▶ EXERCISE DIRECTIONS: Go through the data and retrieve each line that includes the string "this".

▶ GIVEN DATA:
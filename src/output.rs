//! Control output issued once per decision tick

use serde::{Deserialize, Serialize};

/// Controller state for one tick.
///
/// Continuous axes are clamped to [-1, 1] on every setter; absent axes are neutral.
#[derive(Debug, Clone, Copy, PartialEq, Default, Serialize, Deserialize)]
#[serde(default)]
pub struct ControlOutput {
    pub throttle: f32,
    pub steer: f32,
    pub pitch: f32,
    pub yaw: f32,
    pub roll: f32,
    pub jump: bool,
    pub boost: bool,
    pub handbrake: bool,
}

/// Centre value of an axis in the host's integer encoding
const AXIS_CENTER: i32 = 16383;

fn clamp_axis(value: f32) -> f32 {
    if value.is_nan() { 0.0 } else { value.clamp(-1.0, 1.0) }
}

impl ControlOutput {
    pub fn new() -> Self {
        Self::default()
    }

    pub fn with_throttle(mut self, throttle: f32) -> Self {
        self.throttle = clamp_axis(throttle);
        self
    }

    pub fn with_steer(mut self, steer: f32) -> Self {
        self.steer = clamp_axis(steer);
        self
    }

    pub fn with_pitch(mut self, pitch: f32) -> Self {
        self.pitch = clamp_axis(pitch);
        self
    }

    pub fn with_yaw(mut self, yaw: f32) -> Self {
        self.yaw = clamp_axis(yaw);
        self
    }

    pub fn with_roll(mut self, roll: f32) -> Self {
        self.roll = clamp_axis(roll);
        self
    }

    pub fn with_jump(mut self) -> Self {
        self.jump = true;
        self
    }

    pub fn with_boost(mut self) -> Self {
        self.boost = true;
        self
    }

    pub fn with_handbrake(mut self) -> Self {
        self.handbrake = true;
        self
    }

    /// Clamp every axis; for outputs built by struct literal
    pub fn clamped(self) -> Self {
        Self {
            throttle: clamp_axis(self.throttle),
            steer: clamp_axis(self.steer),
            pitch: clamp_axis(self.pitch),
            yaw: clamp_axis(self.yaw),
            roll: clamp_axis(self.roll),
            ..self
        }
    }

    /// Integer vector for the host: axes in 0..=32766 around 16383, flags as 0/1.
    ///
    /// Order: throttle, steer, pitch, yaw, roll, jump, boost, handbrake.
    pub fn to_array(&self) -> [i32; 8] {
        let axis = |v: f32| AXIS_CENTER + (clamp_axis(v) * AXIS_CENTER as f32).round() as i32;
        [
            axis(self.throttle),
            axis(self.steer),
            axis(self.pitch),
            axis(self.yaw),
            axis(self.roll),
            self.jump as i32,
            self.boost as i32,
            self.handbrake as i32,
        ]
    }
}

#[cfg(test)]
mod tests {
    use super::*;

    #[test]
    fn test_default_is_neutral() {
        let output = ControlOutput::default();
        assert_eq!(output.to_array(), [16383, 16383, 16383, 16383, 16383, 0, 0, 0]);
    }

    #[test]
    fn test_axes_are_clamped() {
        let output = ControlOutput::new().with_steer(4.0).with_pitch(-2.5).with_roll(f32::NAN);
        assert_eq!(output.steer, 1.0);
        assert_eq!(output.pitch, -1.0);
        assert_eq!(output.roll, 0.0);
    }

    #[test]
    fn test_struct_literal_clamped() {
        let output = ControlOutput {
            throttle: 3.0,
            yaw: -7.0,
            jump: true,
            ..Default::default()
        }
        .clamped();
        assert_eq!(output.throttle, 1.0);
        assert_eq!(output.yaw, -1.0);
        assert!(output.jump);
    }

    #[test]
    fn test_to_array_extremes() {
        let output = ControlOutput::new().with_throttle(1.0).with_steer(-1.0).with_boost();
        let array = output.to_array();
        assert_eq!(array[0], 32766);
        assert_eq!(array[1], 0);
        assert_eq!(array[6], 1);
    }

    #[test]
    fn test_missing_fields_are_neutral() {
        let output: ControlOutput = serde_json::from_str(r#"{ "throttle": 0.5, "jump": true }"#).unwrap();
        assert_eq!(output, ControlOutput::new().with_throttle(0.5).with_jump());
        let empty: ControlOutput = serde_json::from_str("{}").unwrap();
        assert_eq!(empty, ControlOutput::default());
    }
}
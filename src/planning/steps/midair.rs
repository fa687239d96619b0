//! Finishing an aerial once the car has left the ground

use std::f32::consts::PI;

use glam::{Vec2, Vec3};

use crate::intercept::{Intercept, find_filtered_intercept, simulate_air_acceleration};
use crate::output::ControlOutput;
use crate::planning::context::TickContext;
use crate::planning::plan::Plan;
use crate::planning::steer::correction_angle_to;
use crate::sim::{CarState, SpaceTime};
use crate::{correction_angle, normalize_angle, rotate_vector};

use super::{BlindStep, TapStep};

const SIDE_DODGE_THRESHOLD: f32 = PI / 4.0;
/// Seconds before the intercept when a dodge is committed
const DODGE_TIME: f32 = 0.4;
/// Flip into the ball when this close
const DODGE_DISTANCE: f32 = 6.0;
/// The dodge is lost this long after leaving the ground
const MAX_TIME_FOR_AIR_DODGE: f32 = 1.5;
const YAW_OVERCORRECT: f32 = 0.1;
/// Boost acceleration minus what the wiggling costs
const EFFECTIVE_AIR_BOOST_ACCELERATION: f32 = 18.0;
const AIR_PLOT_HORIZON: f32 = 4.0;
const ORIENT_GAIN: f32 = 3.0;
/// Polls without an intercept before giving up
const MAX_CONFUSION: u32 = 3;

/// Pitches and yaws toward the aerial intercept with boost held.
///
/// Never interruptible: abandoning a car mid-air leaves it helpless.
#[derive(Debug, Clone)]
pub struct MidairStrikeStep {
    time_in_air_at_start: f32,
    plan: Option<Plan>,
    beginning: Option<f32>,
    confusion_count: u32,
    intercept: Option<SpaceTime>,
}

impl MidairStrikeStep {
    pub fn new(time_in_air_at_start: f32) -> Self {
        Self {
            time_in_air_at_start,
            plan: None,
            beginning: None,
            confusion_count: 0,
            intercept: None,
        }
    }

    pub fn situation(&self) -> String {
        Plan::concat_situation("Finishing aerial", self.sub_plan())
    }

    pub fn sub_plan(&self) -> Option<&Plan> {
        self.plan.as_ref()
    }

    fn run_plan(&mut self, plan: Plan, ctx: &TickContext) -> Option<ControlOutput> {
        self.plan.insert(plan).next_output(ctx)
    }

    pub(super) fn poll(&mut self, ctx: &TickContext) -> Option<ControlOutput> {
        if let Some(plan) = &mut self.plan {
            if plan.is_complete() {
                return None;
            }
            return plan.next_output(ctx);
        }

        let beginning = *self.beginning.get_or_insert(ctx.time);
        let last_moment_for_dodge = beginning + MAX_TIME_FOR_AIR_DODGE - self.time_in_air_at_start;
        let car = &ctx.car;

        let offset = self.strike_offset(ctx);
        let Some(intercept) = aerial_intercept(car, ctx, offset) else {
            self.confusion_count += 1;
            if self.confusion_count > MAX_CONFUSION {
                log::debug!("Aerial lost the ball, front flipping out");
                let flip = ControlOutput::new().with_pitch(-1.0).with_jump();
                return self.run_plan(Plan::default().with_step(TapStep::new(2, flip)), ctx);
            }
            return Some(ControlOutput::new().with_boost());
        };
        self.intercept = Some(intercept.to_space_time());

        let car_to_intercept = intercept.space - car.position;
        let seconds_till_intercept = intercept.time - ctx.time;
        let distance = car.position.distance(ctx.ball.space);
        log::debug!("Midair strike running... Distance: {distance:.2}");

        if ctx.time < last_moment_for_dodge && distance < DODGE_DISTANCE {
            let correction = correction_angle_to(car, intercept.space).unwrap_or(0.0);
            let dodge = if correction.abs() <= SIDE_DODGE_THRESHOLD {
                log::debug!("Front flip strike");
                ControlOutput::new().with_pitch(-1.0).with_jump()
            } else {
                log::debug!("Side flip strike");
                // Positive correction is to the left
                let side = if correction < 0.0 { 1.0 } else { -1.0 };
                ControlOutput::new().with_steer(side).with_jump()
            };
            let plan = Plan::default()
                .with_step(BlindStep::new(ControlOutput::new(), 0.005))
                .with_step(BlindStep::new(dodge, 0.005));
            return self.run_plan(plan, ctx);
        }

        let right_direction = car_to_intercept
            .normalize_or_zero()
            .dot(car.velocity.normalize_or_zero());
        let seconds_so_far = ctx.time - beginning;
        if (seconds_till_intercept > DODGE_TIME && seconds_so_far > 2.0 && right_direction < 0.6)
            || right_direction < 0.0
        {
            log::debug!("Failed aerial on bad angle");
            return None;
        }

        Some(orient_toward(car, car_to_intercept, seconds_till_intercept, ctx.arena.gravity))
    }

    /// Aim a little behind the ball so the touch sends it toward the enemy goal
    fn strike_offset(&self, ctx: &TickContext) -> Vec3 {
        match self.intercept {
            None => {
                let own_goal = ctx.arena.own_goal(ctx.team);
                own_goal.center.normalize_or_zero() * 3.0 - Vec3::new(0.0, 0.0, 0.6)
            }
            Some(previous) => {
                let entrance = ctx.arena.enemy_goal(ctx.team).nearest_entrance(previous.space, 4.0);
                let goal_to_ball = previous.space - entrance;
                let mut offset = goal_to_ball.normalize_or_zero() * 2.5;
                if goal_to_ball.length() > 110.0 {
                    offset.z = -0.2;
                }
                offset
            }
        }
    }
}

fn aerial_intercept(car: &CarState, ctx: &TickContext, offset: Vec3) -> Option<Intercept> {
    let flat_fraction = car.orientation.nose.truncate().length();
    let plot = simulate_air_acceleration(car, AIR_PLOT_HORIZON, flat_fraction);
    find_filtered_intercept(car, ctx.path, &plot, offset, |_, _| true)
}

/// Where the car will be relative to the target height if it keeps boosting as it is
fn height_error(car: &CarState, car_to_intercept: Vec3, seconds: f32, gravity: f32) -> f32 {
    let target_height = car.position.z + car_to_intercept.z;
    let vertical_acceleration = EFFECTIVE_AIR_BOOST_ACCELERATION * car.orientation.nose.z - gravity;
    let resulting_height =
        car.position.z + car.velocity.z * seconds + 0.5 * vertical_acceleration * seconds * seconds;
    resulting_height - target_height
}

fn orient_toward(car: &CarState, car_to_intercept: Vec3, seconds: f32, gravity: f32) -> ControlOutput {
    let error = height_error(car, car_to_intercept, seconds, gravity);
    let flat_to_intercept = car_to_intercept.truncate();

    let flat_velocity = car.velocity.truncate();
    let reference = if flat_velocity.length_squared() > 1.0 {
        flat_velocity
    } else {
        car.orientation.nose.truncate()
    };
    let yaw_correction = correction_angle(reference, flat_to_intercept).unwrap_or(0.0);
    let desired_yaw = normalize_angle(yaw_correction + yaw_correction.signum() * YAW_OVERCORRECT);
    let desired_flat = rotate_vector(reference, desired_yaw).normalize_or_zero();

    let current_pitch = car.orientation.nose.z.clamp(-1.0, 1.0).asin();
    let desired_pitch = (current_pitch - error.signum() * 0.3).clamp(-PI / 2.0, PI / 2.0);

    let nose_flat = car.orientation.nose.truncate();
    let yaw_error = if nose_flat.length_squared() > 1e-6 && desired_flat != Vec2::ZERO {
        correction_angle(nose_flat, desired_flat).unwrap_or(0.0)
    } else {
        0.0
    };

    // Positive yaw turns right; positive roll rolls right
    ControlOutput::new()
        .with_pitch((desired_pitch - current_pitch) * ORIENT_GAIN)
        .with_yaw(-yaw_error * ORIENT_GAIN)
        .with_roll(car.orientation.right().z * ORIENT_GAIN)
        .with_boost()
        .with_jump()
}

▶ RESPONSE BOX:
/// Flip into the ball when this close
/// The dodge is lost this long after leaving the ground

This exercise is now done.